Votó y cumplió con lo que consideraba su deber de ciudadana cuando aún no le habían entregado el cadáver de Daniel. Espero que la enorme entereza y el compromiso político que quiso demostrar entonces, le permita ahora exigir a Castro que no se sirva de su sufrimiento. No necesita que la ampare el más sanguinario de los terroristas vivos. Nadie se alegró más que él de la matanza de Madrid. El gobierno que salió del 11-M es hoy su principal aliado en Europa. Quizás Pilar no lo sepa, pero Castro odia a José María Aznar mucho más que pueda odiarle ella. La tiranía comunista que apoya su compañero Llamazares, cobija, al menos, a una veintena de etarras. Los asesinos de Miguel Ángel Blanco –como Daniel, también joven víctima de la misma barbarie– son, para el régimen que tanto aprecian los dirigentes de Izquierda Unida, valientes gudaris que luchan por la libertad de su pueblo.

A Pilar –y nadie puede reprochárselo– le pareció escasa la condena que le han impuesto al joven que transportó parte de los explosivos que sirvieron para matar a su hijo. A nadie puede sorprender que le duela que se le haya aplicado la ley del menor y que el juez permitiera que no declarase en el sorprendente juicio que apenas duró unos instantes. Sin duda es éste otro de los muchos hechos asombrosos que rodean la matanza. Jamás entenderemos por qué Pilar quiere que se cierre la Comisión de Investigación sin que antes se abra una independiente. Han de ser legión los que respiraron aliviados cuando comprobaron que el juez no interrogaba al Gitanillo. A Pilar le sobran motivos para quejarse. Pero también para exigir que se olviden de ella los que en Cuba protegen a los etarras y los que en España trabajan para que una vez en prisión se reduzca su pena. Lo que vale para los autores de los crímenes de marzo ha de valer también para los asesinos de la banda terrorista ETA. Si, a su juicio, son pocos los años que pasará internado el adolescente asturiano, sin duda sentirá una enorme vergüenza al comprobar que se sirven de su sufrimiento aquellos que amparan a los compañeros de los asesinos de Miguel Ángel Blanco. ¿O no?
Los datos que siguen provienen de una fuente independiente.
impl MigrationTracker {
    pub fn new(config: &MigrationsConfig) -> Self {
        Self {
            schema: config.schema().to_string(),
            table: config.table().to_string(),
            created_by: config.created_by.clone(),
        }
    }

    /// `"schema"."table"` of the history table.
    pub fn history_table(&self) -> String {
        quote_qualified(&self.schema, &self.table)
    }

    // ========================================================================
    // Pure text
    // ========================================================================

    /// Statements that create the history table, or bring an older one up
    /// to date. Safe to run any number of times.
    pub fn bootstrap_sql(&self) -> String {
        let schema = pgscribe_sql::quote_ident(&self.schema);
        let table = self.history_table();
        let mut sql = format!(
            "create schema if not exists {schema};\n\
             create table if not exists {table} (version text not null primary key);"
        );
        for column in [
            "statements text[]",
            "name text",
            "created_by text",
            "idempotency_key text unique",
        ] {
            sql.push_str(&format!(
                "\nalter table {table} add column if not exists {column};"
            ));
        }
        sql
    }

    /// Anonymous block that records `request`, if the history table exists.
    pub fn record_sql(&self, request: &MigrationRequest, now: DateTime<Utc>) -> String {
        let statement = DollarQuoted::new(request.sql.as_str()).to_string();
        let record = match &request.version {
            VersionChoice::CreateNewVersion => {
                let insert = render_compact(&self.insert_stmt(request, now, statement));
                match &request.idempotency_key {
                    // A key that is already recorded means this change was
                    // recorded by an earlier attempt.
                    Some(key) => {
                        let seen = SelectStmt::new()
                            .column(SelectColumn::expr(Expr::int(1)))
                            .from(FromClause::table(self.qualified_table()))
                            .where_(
                                Expr::column("idempotency_key".into())
                                    .eq(Expr::string(key.as_str())),
                            );
                        format!(
                            "    if not exists ({}) then\n      {insert};\n    end if;",
                            render_compact(&seen),
                        )
                    }
                    None => format!("    {insert};"),
                }
            }
            VersionChoice::AppendToVersion(version) => {
                let update = UpdateStmt::new(self.qualified_table())
                    .set(
                        "statements".into(),
                        Expr::FnCall {
                            name: "array_append".into(),
                            args: vec![
                                Expr::FnCall {
                                    name: "coalesce".into(),
                                    args: vec![
                                        Expr::column("statements".into()),
                                        Expr::Raw("'{}'".into()),
                                    ],
                                },
                                Expr::Raw(statement),
                            ],
                        },
                    )
                    .where_(Expr::column("version".into()).eq(Expr::string(version.as_str())));
                format!(
                    "    {};\n    if not found then\n      raise exception 'migration version % does not exist', {};\n    end if;",
                    render_compact(&update),
                    Lit(version),
                )
            }
        };

        let body = format!(
            "\nbegin\n  if to_regclass({}) is not null then\n{record}\n  end if;\nend\n",
            Lit(self.history_table()),
        );
        format!("do {};", DollarQuoted::with_prefix("guard", body))
    }

    /// The complete transactional text: bootstrap, the caller's SQL, the
    /// record step, then `commit;`.
    pub fn render_apply(&self, request: &MigrationRequest, now: DateTime<Utc>) -> String {
        wrap_statements(
            &[
                self.bootstrap_sql(),
                request.sql.clone(),
                self.record_sql(request, now),
            ],
            Terminal::Commit,
        )
    }

    fn qualified_table(&self) -> QualifiedTable {
        QualifiedTable::qualified(self.schema.as_str().into(), self.table.as_str().into())
    }

    fn insert_stmt(
        &self,
        request: &MigrationRequest,
        now: DateTime<Utc>,
        statement: String,
    ) -> InsertStmt {
        let optional = |value: Option<&str>| value.map_or(Expr::Null, Expr::string);
        let name = match &request.name {
            Some(name) => Expr::Raw(DollarQuoted::new(name.as_str()).to_string()),
            None => Expr::Null,
        };

        // Inside DO UPDATE, bare names are ambiguous with EXCLUDED.
        let table = self.history_table();
        let current = |column: &str| Expr::Raw(format!("{table}.{}", Ident(column)));
        let keep = |column: &str| Expr::FnCall {
            name: "coalesce".into(),
            args: vec![current(column), Expr::Excluded(column.into())],
        };

        InsertStmt::new(self.qualified_table())
            .columns(
                ["version", "name", "statements", "created_by", "idempotency_key"]
                    .map(ColumnName::from),
            )
            .row(vec![
                Expr::string(version_for(now)),
                name,
                Expr::Array {
                    items: vec![Expr::Raw(statement)],
                    element_type: Some("text".into()),
                },
                optional(self.created_by.as_deref()),
                optional(request.idempotency_key.as_deref()),
            ])
            // Versions have one-second resolution; a second change in the
            // same second joins the version already recorded.
            .on_conflict(OnConflict {
                columns: vec![ColumnName::from("version")],
                action: ConflictAction::DoUpdate(vec![
                    UpdateAssignment::new("name".into(), keep("name")),
                    UpdateAssignment::new(
                        "statements".into(),
                        Expr::FnCall {
                            name: "array_cat".into(),
                            args: vec![
                                Expr::FnCall {
                                    name: "coalesce".into(),
                                    args: vec![current("statements"), Expr::Raw("'{}'".into())],
                                },
                                Expr::Excluded("statements".into()),
                            ],
                        },
                    ),
                    UpdateAssignment::new("idempotency_key".into(), keep("idempotency_key")),
                ]),
            })
    }

    // ========================================================================
    // Live
    // ========================================================================

    /// Create or upgrade the history table outside of any migration.
    pub async fn bootstrap<C: Connection>(&self, conn: &C) -> Result<(), TrackingError> {
        conn.traced()
            .batch_execute(&self.bootstrap_sql())
            .await
            .map_err(TrackingError::bootstrap)
    }

    /// Run `request` and record it, all in one transaction.
    ///
    /// Any failing step rolls the whole transaction back. A failed
    /// bootstrap is reported as [`TrackingError::TrackingBootstrapFailed`];
    /// failures in the caller's SQL or the record step carry the database
    /// message verbatim in [`TrackingError::TransactionAborted`].
    pub async fn apply<C: Connection>(
        &self,
        conn: &C,
        request: &MigrationRequest,
    ) -> Result<AppliedMigration, TrackingError> {
        let now = Utc::now();
        let (version, appended) = match &request.version {
            VersionChoice::CreateNewVersion => (version_for(now), false),
            VersionChoice::AppendToVersion(version) => (version.clone(), true),
        };

        let conn = conn.traced();
        conn.batch_execute("begin").await?;

        if let Err(e) = conn.batch_execute(&self.bootstrap_sql()).await {
            tracing::warn!(error = %db_message(&e), "migration tracking bootstrap failed, rolling back");
            rollback(&conn).await;
            return Err(TrackingError::bootstrap(e));
        }

        if let Err(e) = conn.batch_execute(&request.sql).await {
            tracing::warn!(%version, error = %db_message(&e), "migration failed, rolling back");
            rollback(&conn).await;
            return Err(TrackingError::aborted(e));
        }

        if let Err(e) = conn.batch_execute(&self.record_sql(request, now)).await {
            tracing::warn!(%version, error = %db_message(&e), "recording migration failed, rolling back");
            rollback(&conn).await;
            return Err(TrackingError::aborted(e));
        }

        conn.batch_execute("commit")
            .await
            .map_err(TrackingError::aborted)?;

        tracing::info!(%version, appended, name = ?request.name, "applied migration");
        Ok(AppliedMigration { version, appended })
    }

    /// Highest recorded version, or `None` when there is no history yet.
    pub async fn latest_version<C: Connection>(
        &self,
        conn: &C,
    ) -> Result<Option<String>, TrackingError> {
        if !self.history_exists(conn).await? {
            return Ok(None);
        }
        let sql = format!("select max(version) from {}", self.history_table());
        let rows = conn.traced().query(&sql, &[]).await?;
        match rows.first() {
            Some(row) => Ok(row.try_get(0)?),
            None => Ok(None),
        }
    }

    /// All recorded versions, oldest first.
    pub async fn history<C: Connection>(
        &self,
        conn: &C,
    ) -> Result<Vec<MigrationRecord>, TrackingError> {
        if !self.history_exists(conn).await? {
            return Ok(Vec::new());
        }
        let sql = format!(
            "select version, name, statements, created_by, idempotency_key from {} order by version",
            self.history_table()
        );
        let rows = conn.traced().query(&sql, &[]).await?;
        rows.iter()
            .map(|row| -> Result<MigrationRecord, TrackingError> {
                let statements: Option<Vec<String>> = row.try_get(2)?;
                Ok(MigrationRecord {
                    version: row.try_get(0)?,
                    name: row.try_get(1)?,
                    statements: statements.unwrap_or_default(),
                    created_by: row.try_get(3)?,
                    idempotency_key: row.try_get(4)?,
                })
            })
            .collect()
    }

    async fn history_exists<C: Connection>(&self, conn: &C) -> Result<bool, TrackingError> {
        let table = self.history_table();
        let rows = conn
            .traced()
            .query("select to_regclass($1) is not null", &[&table])
            .await?;
        match rows.first() {
            Some(row) => Ok(row.try_get(0)?),
            None => Ok(false),
        }
    }
}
Se equivoca Pilar cuando asegura que su fama es efímera. No la olvidarán jamás los que necesitan del sufrimiento ajeno para medrar. Nada puedo hacer por ella y por los que como ella serán para siempre víctimas de los crímenes de marzo. Creo que murió horas después, pero nunca olvidaré la cara de uno de los heridos. Tal vez porque yo estuve aquella mañana en El Pozo, me atreva ahora a rogarle a Pilar que no permita –sin rechazarlo– que terroristas como Castro se sirvan de su sufrimiento. No podrá evitar que sean muchos los que la utilicen, pero si fue capaz de votar cuando aún no había enterrado a su hijo, también podrá hoy escribir al verdugo de millones de jóvenes para exigirle que se olvide de su nombre.